Wednesday, July 15, 2009

CNSNews.com - American Red Cross Petitions Public Schools to Teach Geneva Conventions

CNSNews.com - American Red Cross Petitions Public Schools to Teach Geneva Conventions

(CNSNews.com) – Because the United States plays an important role in foreign affairs, international humanitarian law should be taught in public schools to ensure that Americans “continue to understand and observe the limits of armed conflict,” the American Red Cross says.

The American Red Cross has launched an online petition drive, urging schools to teach students about the Geneva Conventions.



To help teachers do that, the Red Cross has developed a “non-partisan” program called Exploring Humanitarian Law, which “presents multiple viewpoints.” (See curriculum)

According to the Red Cross Web site, “Students learn that there are no easy answers in war and that armed conflict inevitably raises serious dilemmas and trade-offs.” It adds that the program will help students become “more civically engaged and stewards of conflict resolution.”

The Exploring Humanitarian Law project was initiated by the ICRC in late 1998 with the aim of designing core learning materials for global use among young people in the 13-18 age range. According to the American Red Cross, teachers who have used the program report that students have been engaged and inspired.

The American Red Cross petition, addressed to "School District Superintendents," reads as follows:

"We should educate students about international humanitarian law, conveying the importance of the laws and principles of the Geneva Conventions.

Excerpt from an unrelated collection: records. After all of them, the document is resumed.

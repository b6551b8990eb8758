use std::path::PathBuf;

use clap::{Args, Parser, Subcommand};

#[derive(Parser)]
#[command(
    name = "shapediff",
    about = "Structural diff of JSON documents",
    version,
)]
pub struct Cli {
    #[command(subcommand)]
    pub command: Command,

    #[arg(short, long, global = true)]
    pub verbose: bool,

    #[arg(long, global = true, default_value = "text")]
    pub format: OutputFormat,
}

#[derive(Clone, Copy, Debug, PartialEq, Eq, clap::ValueEnum)]
pub enum OutputFormat {
    Text,
    Json,
}

#[derive(Subcommand)]
pub enum Command {
    /// Compare two documents requiring identical types
    Strict(StrictArgs),
    /// Compare two documents by shape
    Similar(SimilarArgs),
}

#[derive(Args)]
pub struct StrictArgs {
    /// Expected document
    pub a: PathBuf,
    /// Actual document
    pub b: PathBuf,
}

#[derive(Args)]
pub struct SimilarArgs {
    /// Expected document
    pub a: PathBuf,
    /// Actual document
    pub b: PathBuf,
    /// Ignore the order of array elements
    #[arg(short, long)]
    pub unordered: bool,
}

Adopted by 194 countries, the Geneva Conventions safeguard those who do not take part in fighting and those that can no longer fight – wounded, civilians, and prisoners of war. They protect American and foreign citizens alike.

We should incorporate a non-partisan secondary school curriculum that explains the details of humanitarian law. This curriculum will emphasize that there are no easy answers in war and that armed conflict inevitably raises serious dilemmas and trade-offs.

We ask that you integrate the Exploring Humanitarian Law program into required secondary school curriculum to ensure that students across the nation may develop a better understanding of our world."

Red Cross raps U.S.

In 2003, The International Committee of the Red Cross called it “unacceptable” for the U.S. to detain enemy combatants at Guantanamo Bay, Cuba, without charging them or bringing them to trial.

In November 2004, The New York Times reported that the International Committee of the Red Cross found that the handling of prisoners detained and interrogated at Guantanamo Bay amounted to torture. The U.S. government “sharply rejected” the charges contained in that confidential report, the newspaper said.

The ICRC also reported on what it called “systematic abuses” by U.S. military personnel at the Abu Ghraib prison in Baghdad.

Peace education

A paper posted on the International Committee of the Red Cross Web site notes that education in humanitarian law “is not explicitly about peace, tolerance, mutual understanding, violence prevention or conflict resolution,” but the attitudes involved in any such exploration “would necessarily have links with what is broadly referred to as 'peace education.'"

The International Committee of the Red Cross says that peace education – based on a UNICEF definition --“is clearly made up of three more or less distinct components: (i) conflict prevention, (ii) conflict resolution, and (iii) creating conditions conducive to peace.

“Although education for young people in humanitarian law is not explicitly about conflict prevention, and even less about conflict resolution, it definitely helps to create conditions conducive to peace,” the paper says.

“In situations of acute social and political tension, as for example in post-conflict and social reconstruction environments, education in humanitarian law may have a potential indirect pacifying effect.”

Limiting the barbarity of war

According to the International Committee of the Red Cross, the Geneva Conventions and their Additional Protocols are international treaties that contain rules "limiting the barbarity of war."

The ICRC has summarized the basic rules on its Web site, as follows:

The parties to a conflict must at all times distinguish between the civilian population and combatants in order to spare the civilian population and civilian property. Neither the civilian population as a whole nor individual civilians may be attacked.

Attacks must solely against military objectives.

It is forbidden to kill or wound an adversary who surrenders for who can no longer take part in the fighting.

It is forbidden to use weapons or methods of warfare that are likely to cause unnecessary losses or excessive suffering.

The wounded and sick must be collected and cared for by the party to the conflict which has them in its power. Medical personnel and medical establishments, transports and equipment must be spared.

The red cross or red crescent on a white background is the distinctive sign indicating that such persons and objects must be respected.

Captured combatants and civilians who find themselves under the authority of the adverse party are entitled to respect for their lives, their dignity, their personal rights and their political, religious and other convictions. They must be protected against all acts of violence or reprisal. They are entitled to exchange news with their families and receive aid. They must enjoy basic judicial guarantees.